Wiese becomes reflective and remarks, "It's funny because so many things we do in life go into our memory banks and somehow plays out Let me give you the example of an artist who might be used to working in watercolors and then switches to oils. It somehow changes the way he thinks. Now on BORN TO EXPLORE, I am playing myself but there is a performance element and I want to portray stuff and get a message across. It's very much like what a stage actor does when he's conveying the ideas of Ibsen, Shaw or Neil Simon."

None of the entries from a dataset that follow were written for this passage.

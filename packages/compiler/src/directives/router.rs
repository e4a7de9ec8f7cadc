use super::conditional::{conditional, rewrite_chain};
use super::{required_expression, Directive};
use crate::context::Context;
use crate::dom::NodeId;
use crate::error::{CompileError, CompileResult};
use crate::filters::text_of;
use crate::wrap::NodeWrap;
use sprig_reactive::{Function, Value};
use std::rc::Rc;
use tracing::debug;

/// Pathname and search of an href; scheme, host and hash are dropped
pub fn route_path(href: &str) -> &str {
    let without_hash = href.split('#').next().unwrap_or_default();
    match without_hash.find("://") {
        Some(scheme_end) => {
            let rest = &without_hash[scheme_end + 3..];
            match rest.find('/') {
                Some(path_start) => &rest[path_start..],
                None => "/",
            }
        }
        None => without_hash,
    }
}

/// `/regex/`, `[substring]` or an exact path
pub(crate) fn matches_rule(ctx: &Context, path: &str, rule: &str) -> bool {
    let rule = rule.trim();
    let inner = || &rule[1..rule.len() - 1];
    if rule.len() >= 2 && rule.starts_with('/') && rule.ends_with('/') {
        ctx.route_regex(inner()).is_some_and(|re| re.is_match(path))
    } else if rule.len() >= 2 && rule.starts_with('[') && rule.ends_with(']') {
        path.contains(inner())
    } else {
        path == rule
    }
}

/// `$route(rule)`: whether the current location matches; the location read
/// subscribes the calling watcher, so routes re-evaluate on navigation
pub(crate) fn route_function(ctx: &Rc<Context>) -> Value {
    let this = ctx.weak();
    Value::Function(Function::new(move |args| {
        let Some(ctx) = this.upgrade() else {
            return Value::Bool(false);
        };
        let rule = args.first().map(text_of).unwrap_or_default();
        let href = ctx.location();
        Value::Bool(matches_rule(&ctx, route_path(&href), &rule))
    }))
}

fn route_condition(rule: &str) -> String {
    let quoted = serde_json::Value::String(rule.to_string()).to_string();
    format!("$route({})", quoted)
}

pub(super) fn bind_router(ctx: &Rc<Context>, node: NodeId, value: &str) {
    rewrite_chain(
        ctx,
        node,
        vec![route_condition(value)],
        ":elserouter",
        ":routerelse",
        route_condition,
    );
}

pub(super) fn compile_router(ctx: &Rc<Context>, node: NodeId, wrap: &Rc<NodeWrap>, value: &str) -> CompileResult<()> {
    if value.trim().is_empty() {
        let tag = ctx.document.tag(node).unwrap_or_default();
        return Err(CompileError::missing_value("router", tag));
    }
    conditional(ctx, node, wrap, &route_condition(value), Directive::Router)
}

/// `:state="url"`: push a history entry whenever the value changes
pub(super) fn compile_state(ctx: &Rc<Context>, node: NodeId, wrap: &Rc<NodeWrap>, value: &str) -> CompileResult<()> {
    let compiled = required_expression(ctx, node, Directive::State, value)?;
    let this = ctx.weak();
    ctx.watch_expression(wrap, "state", compiled, move |value, _| {
        let Some(ctx) = this.upgrade() else {
            return;
        };
        let url = text_of(&value);
        if url.is_empty() || url == ctx.services.navigator.location() {
            return;
        }
        debug!(url = %url, "push state");
        ctx.services.navigator.push_state(Value::Null, "", &url);
        ctx.set_location(&url);
    });
    Ok(())
}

Developing a flair for performing required a bit of work on Wiese's part. "When I first started on camera I was awful. I felt very self-conscious, inhibited and nervous. I always knew I could be better than that. I knew I could and it was frustrating. What I came to realize is that there's no substitution for actually doing. In other words, if you're an actor there's no substitution for acting a lot. If you're a spokesman or a lecturer, there's no substitute for going out there and doing it again and again. One of the best on-camera experiences I had was when I did a show called "Q2" which was eventually bought by QVC. I was hired as an 'outdoor expert'. In a very short time Barry Diller had a thought and suddenly I was selling things on the air. There were times when I was on the air for three or four hours talking without a script. It was talk, talk, talk. In fact, I used to host a sports show with a guy named Clinton Kelly. It was called 'What Not to Wear'. The test of being a QVC host is that they give you a number two pencil and tell you to sell it. All those elements of salesmanship or at least performance-driven stuff carry over into anything you do. I don't care if you're a business man who gives presentations for sales: it's performance-driven. So seeing Robin Williams, who works very differently from Peter O'Toole, was a very good contrast to watch in their scenes together. Robin Williams works well off of other people. He ad libs lines all over the place. Even though Williams would go off script, Peter O'Toole would deliver his lines perfectly. They trained differently and they had completely different approaches to their craft."